=== EXCERPTED RECORDS ===

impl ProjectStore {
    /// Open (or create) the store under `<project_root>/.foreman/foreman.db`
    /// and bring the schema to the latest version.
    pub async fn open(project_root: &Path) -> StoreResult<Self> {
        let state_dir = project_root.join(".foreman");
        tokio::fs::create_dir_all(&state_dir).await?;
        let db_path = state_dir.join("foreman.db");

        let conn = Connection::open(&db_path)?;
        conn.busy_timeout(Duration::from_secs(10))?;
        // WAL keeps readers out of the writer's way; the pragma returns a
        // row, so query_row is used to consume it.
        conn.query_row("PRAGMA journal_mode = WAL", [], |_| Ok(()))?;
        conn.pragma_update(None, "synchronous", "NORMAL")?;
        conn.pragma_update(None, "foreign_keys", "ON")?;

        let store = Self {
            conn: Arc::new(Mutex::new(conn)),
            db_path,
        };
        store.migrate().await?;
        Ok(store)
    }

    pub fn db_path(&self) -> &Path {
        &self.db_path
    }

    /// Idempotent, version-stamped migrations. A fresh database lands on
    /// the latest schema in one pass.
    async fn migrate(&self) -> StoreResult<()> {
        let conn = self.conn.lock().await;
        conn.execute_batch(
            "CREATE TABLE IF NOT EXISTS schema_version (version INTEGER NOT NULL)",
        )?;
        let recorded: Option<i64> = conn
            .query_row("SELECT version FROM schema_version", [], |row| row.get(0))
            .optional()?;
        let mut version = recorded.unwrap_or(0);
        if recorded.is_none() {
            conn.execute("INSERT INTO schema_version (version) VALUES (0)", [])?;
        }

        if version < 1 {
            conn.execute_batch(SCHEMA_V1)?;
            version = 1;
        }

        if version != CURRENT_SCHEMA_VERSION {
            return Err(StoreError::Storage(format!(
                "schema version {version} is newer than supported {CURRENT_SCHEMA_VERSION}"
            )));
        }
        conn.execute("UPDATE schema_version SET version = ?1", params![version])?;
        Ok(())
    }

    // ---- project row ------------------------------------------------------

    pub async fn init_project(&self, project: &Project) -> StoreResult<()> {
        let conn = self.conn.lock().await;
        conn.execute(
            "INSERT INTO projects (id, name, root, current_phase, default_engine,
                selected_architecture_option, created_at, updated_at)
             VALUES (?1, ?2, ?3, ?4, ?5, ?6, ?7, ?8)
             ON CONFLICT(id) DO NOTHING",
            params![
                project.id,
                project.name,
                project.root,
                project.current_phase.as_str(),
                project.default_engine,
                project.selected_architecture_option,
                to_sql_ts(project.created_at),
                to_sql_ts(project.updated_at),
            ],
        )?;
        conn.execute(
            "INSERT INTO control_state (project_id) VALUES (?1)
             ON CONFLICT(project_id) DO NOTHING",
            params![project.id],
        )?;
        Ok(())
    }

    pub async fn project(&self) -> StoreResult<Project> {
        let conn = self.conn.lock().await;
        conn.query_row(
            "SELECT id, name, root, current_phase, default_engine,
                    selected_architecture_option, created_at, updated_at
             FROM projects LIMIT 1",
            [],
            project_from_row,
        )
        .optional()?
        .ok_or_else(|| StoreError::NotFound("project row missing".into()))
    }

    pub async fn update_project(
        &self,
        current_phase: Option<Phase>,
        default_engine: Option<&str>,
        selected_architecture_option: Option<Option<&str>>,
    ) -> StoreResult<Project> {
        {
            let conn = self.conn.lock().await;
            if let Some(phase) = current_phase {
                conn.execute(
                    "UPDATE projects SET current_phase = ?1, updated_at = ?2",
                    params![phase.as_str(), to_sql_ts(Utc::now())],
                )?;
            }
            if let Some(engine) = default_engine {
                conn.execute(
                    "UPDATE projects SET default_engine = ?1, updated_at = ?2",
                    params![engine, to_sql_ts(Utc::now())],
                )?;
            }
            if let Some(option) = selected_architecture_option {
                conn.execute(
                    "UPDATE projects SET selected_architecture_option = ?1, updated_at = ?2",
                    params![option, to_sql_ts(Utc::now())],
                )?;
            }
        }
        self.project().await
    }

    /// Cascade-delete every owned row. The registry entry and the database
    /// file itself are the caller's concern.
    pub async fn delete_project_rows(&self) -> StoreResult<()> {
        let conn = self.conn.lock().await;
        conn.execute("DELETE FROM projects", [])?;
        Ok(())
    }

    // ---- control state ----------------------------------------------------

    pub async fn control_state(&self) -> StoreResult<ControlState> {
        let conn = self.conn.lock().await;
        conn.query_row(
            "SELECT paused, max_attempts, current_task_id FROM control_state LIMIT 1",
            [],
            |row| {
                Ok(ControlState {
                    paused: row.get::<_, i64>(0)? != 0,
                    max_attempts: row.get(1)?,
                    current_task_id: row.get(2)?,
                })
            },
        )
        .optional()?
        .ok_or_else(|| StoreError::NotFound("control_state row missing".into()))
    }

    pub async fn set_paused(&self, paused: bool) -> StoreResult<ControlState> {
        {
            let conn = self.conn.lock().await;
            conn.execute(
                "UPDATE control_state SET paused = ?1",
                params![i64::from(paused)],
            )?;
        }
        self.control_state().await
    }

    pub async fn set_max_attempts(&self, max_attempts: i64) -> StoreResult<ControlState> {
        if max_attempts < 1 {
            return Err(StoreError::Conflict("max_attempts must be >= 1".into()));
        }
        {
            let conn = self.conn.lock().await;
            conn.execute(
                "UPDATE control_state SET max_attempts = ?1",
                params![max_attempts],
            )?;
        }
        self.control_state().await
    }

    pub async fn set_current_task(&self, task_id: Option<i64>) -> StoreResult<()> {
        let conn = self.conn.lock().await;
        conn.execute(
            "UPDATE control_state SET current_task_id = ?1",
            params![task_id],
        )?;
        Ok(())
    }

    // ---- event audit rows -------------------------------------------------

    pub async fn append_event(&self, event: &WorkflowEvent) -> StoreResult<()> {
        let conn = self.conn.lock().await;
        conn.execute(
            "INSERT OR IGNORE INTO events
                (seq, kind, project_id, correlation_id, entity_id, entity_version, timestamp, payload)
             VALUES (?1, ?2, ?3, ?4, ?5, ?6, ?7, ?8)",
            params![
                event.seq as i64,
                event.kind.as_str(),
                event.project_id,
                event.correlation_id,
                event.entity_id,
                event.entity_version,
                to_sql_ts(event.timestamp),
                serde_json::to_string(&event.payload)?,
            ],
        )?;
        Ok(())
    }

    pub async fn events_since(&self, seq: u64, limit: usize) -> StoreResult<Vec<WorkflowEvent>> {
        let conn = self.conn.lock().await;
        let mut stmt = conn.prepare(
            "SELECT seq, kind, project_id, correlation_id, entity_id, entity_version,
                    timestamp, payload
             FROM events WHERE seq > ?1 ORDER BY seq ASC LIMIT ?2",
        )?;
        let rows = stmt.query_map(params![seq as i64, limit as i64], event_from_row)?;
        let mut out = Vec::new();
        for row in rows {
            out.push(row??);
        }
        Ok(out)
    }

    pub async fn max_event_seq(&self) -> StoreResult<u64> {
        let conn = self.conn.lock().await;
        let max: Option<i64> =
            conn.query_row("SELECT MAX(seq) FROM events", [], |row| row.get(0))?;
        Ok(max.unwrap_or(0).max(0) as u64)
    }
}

===

PROBLEM TO SOLVE: Could you work out how many lines above contain the string "WorkflowEvent"? Only the number should be given.

TASK RESULT: 2